Jules Bianchi não apresenta melhoras

Pai receia o pior desfecho

Pai de Jules Bianchi receia que o filho nunca recupere

Pai de Jules Bianchi receia que o filho nunca recupere

Quase dez meses após o seu acidente durante o GP do Japão de F1, em 5 de Outubro de 2014, Juels Bianchi ainda continua em coma profundo e sem apresentar quaisquer sintomas de que está a melhorar. A tal ponto que o seu pai, Philippe, confessou sentir-se “menos otimista” sobre a recuperação do filho, em recentes declarações a partir de Nice, onde Bianchi, de 25 anos, está hospitalizado desde Novembro, acrescentando: “É inenarrável, uma tortura diária. Por vezes, sinto que estou a enlouquecer, pois dou por mim a pensar que teria sido melhor que [Jules] tivesse morrido [no acidente. Não somos capazes de o ajudar mais do que temos até agora feito.”

Num acidente com as consequências semelhantes ao que sucedeu com Jules Bianchi, uma recuperação exige normalmente melhorias significativas durante os primeiros seis meses. Ora, no caso do piloto da Marussia, nada disso aconteceu. E, embora o seu pai revele que “por vezes, ele aperta-nos a mão, mas desconhecemos se ele está consciente do que o rodeia ou se não passa de um simples reflexo”, não se registaram progressos no seu estado: continua ligado às máquinas, sem reação, embora todos os seus órgãos funcionem autonomamente e não pareçam estar a degradar-se. Mesmo assim, Philippe Bianchi acredita no milagre cada vez menos:

“O tempo vai passando e estou agora muito menos otimista do que estava dois ou três meses a seguir [ao acidente], quando ainda podíamos esperar por uma melhor evolução.
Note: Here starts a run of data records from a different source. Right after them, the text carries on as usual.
// iRule switch-statement routing extraction.
//
// Recovers `(uri_pattern, host_override, pool)` routing intents from a
// rule body without executing it: no expression evaluation, no variable
// semantics, only enough structural recognition of the switch statement
// keyed on the request path. The scanner is an explicit three-phase
// pipeline (noise filter, block assembler, field extractor) so each phase
// is independently testable.

use tracing::debug;

use bigip_api::BigIpClient;

use crate::cache::SessionCache;
use crate::error::CoreError;

/// One routing intent extracted from a switch case, in source order.
///
/// Order matters: the first matching case wins at runtime on the
/// appliance, so the extractor preserves source order and never
/// deduplicates (duplicate `default` blocks are legal). Blocks in a
/// `default` arm carry `"default"` as their pattern.
#[derive(Debug, Clone, PartialEq, Eq)]
pub struct RouterRule {
    pub uri_pattern: String,
    pub host_override: Option<String>,
    pub pool: String,
}

/// Pool-selection directive inside a case body.
const POOL_PREFIX: &str = "pool ";
/// Host-rewrite directive inside a case body.
const HOST_REWRITE_PREFIX: &str = "HTTP::header replace Host ";

/// Line prefixes carrying no routing information. Conditionals,
/// switch/when headers, URI inspection, redirects, persistence, and
/// variable assignments would otherwise confuse block boundary
/// detection.
const NOISE_PREFIXES: &[&str] = &[
    "#",
    "when ",
    "switch",
    "if ",
    "elseif",
    "else",
    "} else",
    "HTTP::uri",
    "[HTTP::uri",
    "HTTP::redirect",
    "persist ",
    "set ",
];

/// Extract the ordered routing intents from a raw rule body.
///
/// Blocks without a `pool` clause are dropped (they carry no routing
/// information); content before the first recognizable case opener is
/// `MalformedRule`, except a bare `}` left behind when the noise filter
/// flattens a nested conditional block.
pub fn extract_router_rules(text: &str) -> Result<Vec<RouterRule>, CoreError> {
    let lines: Vec<&str> = text
        .lines()
        .map(str::trim)
        .filter(|line| !is_noise(line))
        .collect();

    let blocks = assemble_blocks(&lines)?;

    let mut rules = Vec::new();
    for block in &blocks {
        if let Some(rule) = extract_fields(block) {
            rules.push(rule);
        }
    }
    Ok(rules)
}

// ── Phase 1: noise filter ────────────────────────────────────────────

fn is_noise(line: &str) -> bool {
    line.is_empty() || NOISE_PREFIXES.iter().any(|p| line.starts_with(p))
}

// ── Phase 2: block assembler ─────────────────────────────────────────

/// Group filtered lines into raw case blocks, source order preserved.
///
/// A block runs from its opener to the next opener; a one-line closed
/// block (`"pattern" { body }` or `default { body }`) is exploded into
/// opener plus `;`-separated body statements in place.
fn assemble_blocks(lines: &[&str]) -> Result<Vec<Vec<String>>, CoreError> {
    let mut blocks: Vec<Vec<String>> = Vec::new();
    let mut current: Option<Vec<String>> = None;

    for &line in lines {
        if is_closed_block(line) {
            if let Some(block) = current.take() {
                blocks.push(block);
            }
            blocks.push(explode_closed_block(line));
        } else if is_block_opener(line) {
            if let Some(block) = current.take() {
                blocks.push(block);
            }
            current = Some(vec![line.to_owned()]);
        } else if let Some(block) = current.as_mut() {
            block.push(line.to_owned());
        } else if line == "}" {
            // Artifact of a nested block flattened by the noise filter.
        } else {
            return Err(CoreError::MalformedRule {
                line: line.to_owned(),
            });
        }
    }
    if let Some(block) = current.take() {
        blocks.push(block);
    }
    Ok(blocks)
}

fn starts_case(line: &str) -> bool {
    line.starts_with('"') || line.starts_with("default")
}

fn is_closed_block(line: &str) -> bool {
    starts_case(line) && line.contains('{') && line.ends_with('}')
}

fn is_block_opener(line: &str) -> bool {
    starts_case(line) && line.contains('{')
}

fn explode_closed_block(line: &str) -> Vec<String> {
    let mut block = vec![line.to_owned()];
    if let (Some(open), Some(close)) = (line.find('{'), line.rfind('}')) {
        if open < close {
            for statement in line[open + 1..close].split(';') {
                let statement = statement.trim();
                if !statement.is_empty() {
                    block.push(statement.to_owned());
                }
            }
        }
    }
    block
}

// ── Phase 3: field extractor ─────────────────────────────────────────

/// Pull the routing fields out of one assembled block.
///
/// Emits a rule only when a pool clause is present; pure default/no-op
/// blocks yield `None` and are dropped, not emitted with an empty pool.
fn extract_fields(block: &[String]) -> Option<RouterRule> {
    let (opener, body) = block.split_first()?;
    let uri_pattern = pattern_token(opener)?;

    let mut host_override = None;
    let mut pool = None;
    for line in body {
        if let Some(rest) = line.strip_prefix(HOST_REWRITE_PREFIX) {
            host_override = Some(rest.trim().trim_matches('"').to_owned());
        } else if let Some(rest) = line.strip_prefix(POOL_PREFIX) {
            pool = Some(rest.trim().trim_matches('"').to_owned());
        }
    }

    pool.map(|pool| RouterRule {
        uri_pattern,
        host_override,
        pool,
    })
}

fn pattern_token(opener: &str) -> Option<String> {
    if let Some(rest) = opener.strip_prefix('"') {
        rest.split('"').next().map(str::to_owned)
    } else if opener.starts_with("default") {
        Some("default".to_owned())
    } else {
        None
    }
}

// ── Rule-body cache ──────────────────────────────────────────────────

/// Fetch-once-per-session memo of rule bodies, keyed by rule name.
///
/// The full rule listing is pulled on first access and indexed; absent
/// names are cached as misses so stale references cost one fetch total.
#[derive(Debug, Default)]
pub struct RuleBodies {
    cache: SessionCache<String>,
    loaded: bool,
}

impl RuleBodies {
    pub fn new() -> Self {
        Self::default()
    }

    /// The raw body of the named rule, or `None` if the appliance has no
    /// such rule (or hides its body, as it does for system rules).
    pub async fn body(
        &mut self,
        client: &BigIpClient,
        name: &str,
    ) -> Result<Option<String>, CoreError> {
        if !self.loaded {
            let rules = client.get_rules().await?;
            debug!(count = rules.len(), "caching rule bodies for the session");
            for rule in rules {
                if let Some(body) = rule.api_anonymous {
                    self.cache.populate(rule.name, Some(body));
                }
            }
            self.loaded = true;
        }
        if !self.cache.is_populated(name) {
            self.cache.populate(name, None);
        }
        Ok(self.cache.lookup(name).and_then(Clone::clone))
    }

    /// Fetch the named rule's body and extract its routing intents.
    pub async fn router_rules(
        &mut self,
        client: &BigIpClient,
        name: &str,
    ) -> Result<Option<Vec<RouterRule>>, CoreError> {
        match self.body(client, name).await? {
            Some(body) => Ok(Some(extract_router_rules(&body)?)),
            None => Ok(None),
        }
    }
}

#[cfg(test)]
mod tests {
    use pretty_assertions::assert_eq;

    use super::*;

    fn rule(pattern: &str, host: Option<&str>, pool: &str) -> RouterRule {
        RouterRule {
            uri_pattern: pattern.to_owned(),
            host_override: host.map(str::to_owned),
            pool: pool.to_owned(),
        }
    }

    #[test]
    fn extracts_one_line_cases_and_multi_line_default_in_source_order() {
        let text = r#"
when HTTP_REQUEST {
  switch -glob [string tolower [HTTP::uri]] {
    "/app*" { HTTP::header replace Host "app.internal" ; pool app_pool }
    "/api*" { pool api_pool }
    "/static*" { pool static_pool }
    default {
      HTTP::header replace Host "www.internal"
      pool fallback_pool
    }
  }
}
"#;

        let rules = extract_router_rules(text).unwrap();
        assert_eq!(
            rules,
            vec![
                rule("/app*", Some("app.internal"), "app_pool"),
                rule("/api*", None, "api_pool"),
                rule("/static*", None, "static_pool"),
                rule("default", Some("www.internal"), "fallback_pool"),
            ]
        );
    }

    #[test]
    fn pool_less_blocks_are_dropped_not_emitted_empty() {
        let text = r#"
switch [HTTP::uri] {
  "/health" { HTTP::redirect "https://status.example.com/" }
  "/app*" { pool app_pool }
  default {
    HTTP::redirect "https://www.example.com/"
  }
}
"#;

        let rules = extract_router_rules(text).unwrap();
        assert_eq!(rules, vec![rule("/app*", None, "app_pool")]);
    }

    #[test]
    fn duplicate_defaults_are_kept_in_order() {
        // Later duplicate defaults are legal in the source language; the
        // first one with a pool wins at runtime, so order must survive.
        let text = r#"
switch [HTTP::uri] {
  default { pool first_pool }
  "/x*" { pool x_pool }
  default { pool second_pool }
}
"#;

        let rules = extract_router_rules(text).unwrap();
        assert_eq!(
            rules,
            vec![
                rule("default", None, "first_pool"),
                rule("/x*", None, "x_pool"),
                rule("default", None, "second_pool"),
            ]
        );
    }

    #[test]
    fn multi_line_case_collects_host_and_pool() {
        let text = r#"
switch -glob [HTTP::uri] {
  "/legacy/*" {
    HTTP::header replace Host "legacy.internal.example.com"
    pool legacy_pool
  }
}
"#;

        let rules = extract_router_rules(text).unwrap();
        assert_eq!(
            rules,
            vec![rule(
                "/legacy/*",
                Some("legacy.internal.example.com"),
                "legacy_pool"
            )]
        );
    }

    #[test]
    fn content_before_first_opener_is_malformed() {
        let text = "pool orphan_pool\n\"/x*\" { pool x_pool }\n";

        match extract_router_rules(text) {
            Err(CoreError::MalformedRule { line }) => assert_eq!(line, "pool orphan_pool"),
            other => panic!("expected MalformedRule, got: {other:?}"),
        }
    }

    #[test]
    fn leading_bare_brace_is_tolerated() {
        // A nested conditional inside a case leaves a dangling `}` once
        // the noise filter strips its opener.
        let text = r#"
}
"/app*" { pool app_pool }
"#;

        let rules = extract_router_rules(text).unwrap();
        assert_eq!(rules, vec![rule("/app*", None, "app_pool")]);
    }

    #[test]
    fn noise_lines_never_become_blocks() {
        let text = r#"
when HTTP_REQUEST {
  set host [HTTP::host]
  if { [HTTP::uri] starts_with "/private" } {
    HTTP::redirect "https://login.example.com/"
  }
  persist source_addr
  switch [HTTP::uri] {
    "/app*" { pool app_pool }
  }
}
"#;

        let rules = extract_router_rules(text).unwrap();
        assert_eq!(rules, vec![rule("/app*", None, "app_pool")]);
    }

    #[test]
    fn empty_input_extracts_nothing() {
        assert_eq!(extract_router_rules("").unwrap(), vec![]);
        assert_eq!(extract_router_rules("# comment only\n").unwrap(), vec![]);
    }
}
Agora, é preciso sermos realistas e percebermos quão séria é a [sua] situação.”

E confessou: “Mesmo que se dê um milagres e ele eventualmente recupere do coma, as complicações vão ser enormes. Se ele acordar e tiver grandes deficiências, tenho a certeza de que ele nunca irá aceitar isso. Este tipo de situação era precisamente aquela que o Jules nunca iria querer. Pouco tempo antes do seu acidente, a propósito do que aconteceu com o Michael [Schumacher], nós os dois conversámos sobre o assunto e ele disse-me claramente que seria muito duro aceitar  que, por causa de um acidente, ele ficasse impedido de pilotar. Porque essa era a sua razão de vida.”